My grandfather passed away when I was 16, but this time I was struck by how different it is to process this type of death as an adult. I found myself aching not only for Grandma, but for my mom, who was Grandma’s primary caretaker. Here she was, used to spending every Saturday with her, the whole mother-child relationship now in full reversal, faced with the loss of both parents. If one thing became crystal clear the last couple of weeks, it’s that I’m in no way prepared to lose my parents, and I can only hope to take as good of care of my mom as she took of hers.

The week that Grandma died was sort of a blur. From the late-night phone call that prompted my drive home, two and a half hours across Wisconsin in the total emptiness of a black Friday morning, to 20 hours waiting and wandering in a hospital. 24 hours without sleep, busying myself with household chores that I didn’t want my mom to have to deal with when she came home. A trip to Madison and back to get my sister from the airport. Scads of family arriving from all parts of the US (birthing six kids eventually results in a whole lot of people, turns out). A drive back to Milwaukee to tidy up the house, check on the cat, pack up our funeral clothes, and work a half-day. Back to mom and dad’s, where even more family had arrived, people dropping in and out so frequently that it felt like my brief trip back to Milwaukee hadn’t even happened. So much food and beer, I felt like the recycling men were going to seriously judge my parents that week.

I’ve never been appalled or frightened by death, and my grandma’s was no exception. It’s easy for me to say of course, but I was at peace with the parting. I had been home almost once a month as of late, and I know the last thing I said to her, that she could hear me say anyway, was that I loved her. We always left each other with a hug and that same sentiment. Most family will attest that Grandma was a crier when it came time to say goodbye to anybody, but she had stopped doing that in the last year or so. It was like she was becoming detached. The last afternoon I spent with her was when I was home in February, cleaning out my parents’ basement, going through old photos and school projects, reflecting on childhood. It seems fitting now.

Goodbyes are hard enough without having to do them over and over again. We say goodbye to Grandma’s body in the hospital bed. And again at the wake. Again during the funeral, and at last when she’s lowered into the ground. I understand that some people need that time, but somehow, it felt like she was already gone and the rest was just theatrics. The sorest spot was thinking of my mom and how she would adjust to life without her mom.

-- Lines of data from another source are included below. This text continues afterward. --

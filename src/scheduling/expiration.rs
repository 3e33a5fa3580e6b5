use std::sync::Arc;

use time::OffsetDateTime;
use tokio_util::sync::CancellationToken;
use tracing::{error, info};

use crate::db::repositories::AgreementRepository;
use crate::db::DatabaseError;

/// Background housekeeping loop that promotes lapsed pending appointments to
/// expired. Sweeps are sequential: one finishes before the next interval
/// starts. Each agreement is handled independently, so one bad row never
/// stalls the rest, and the pending-only repository query makes repeated
/// sweeps naturally idempotent.
pub struct ExpirationSweeper {
    repo: Arc<dyn AgreementRepository>,
    interval: std::time::Duration,
    shutdown: CancellationToken,
}

impl ExpirationSweeper {
    pub fn new(
        repo: Arc<dyn AgreementRepository>,
        interval: std::time::Duration,
        shutdown: CancellationToken,
    ) -> Self {
        Self {
            repo,
            interval,
            shutdown,
        }
    }

    /// Runs until the shutdown token fires. The first sweep happens
    /// immediately on startup, then once per interval.
    pub async fn run(self) {
        info!("appointment expiration sweeper starting");
        let mut ticker = tokio::time::interval(self.interval);

        loop {
            tokio::select! {
                _ = self.shutdown.cancelled() => break,
                _ = ticker.tick() => {
                    match self.sweep_once(OffsetDateTime::now_utc()).await {
                        Ok(0) => {}
                        Ok(count) => info!(count, "expired lapsed pending appointments"),
                        Err(err) => error!("expiration sweep failed: {err}"),
                    }
                }
            }
        }

        info!("appointment expiration sweeper stopping");
    }

    /// One pass: fetch lapsed pending agreements and expire each, persisting
    /// individually. Returns how many were expired; per-agreement persistence
    /// failures are logged and skipped.
    pub async fn sweep_once(&self, now: OffsetDateTime) -> Result<usize, DatabaseError> {
        let lapsed = self.repo.get_expired_pending(now).await?;
        let mut expired = 0;

        for mut agreement in lapsed {
            if !agreement.expire(now) {
                continue;
            }
            match self.repo.update(&agreement).await {
                Ok(()) => expired += 1,
                Err(err) => {
                    error!(agreement_id = %agreement.id, "failed to expire appointment: {err}");
                }
            }
        }

        Ok(expired)
    }
}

But I was glad that my sister and I were there. I was glad that the last night we spent at home that week was just the two of us and mom and dad. A family of four, like the old days. I was grateful for all the time spent with nearly every single person on my mom’s side of the family. Even the time spent just sitting around the kitchen table. All of that time matters and now that Grandma’s gone, I hope we’ll find happier reasons to all hang out again soon.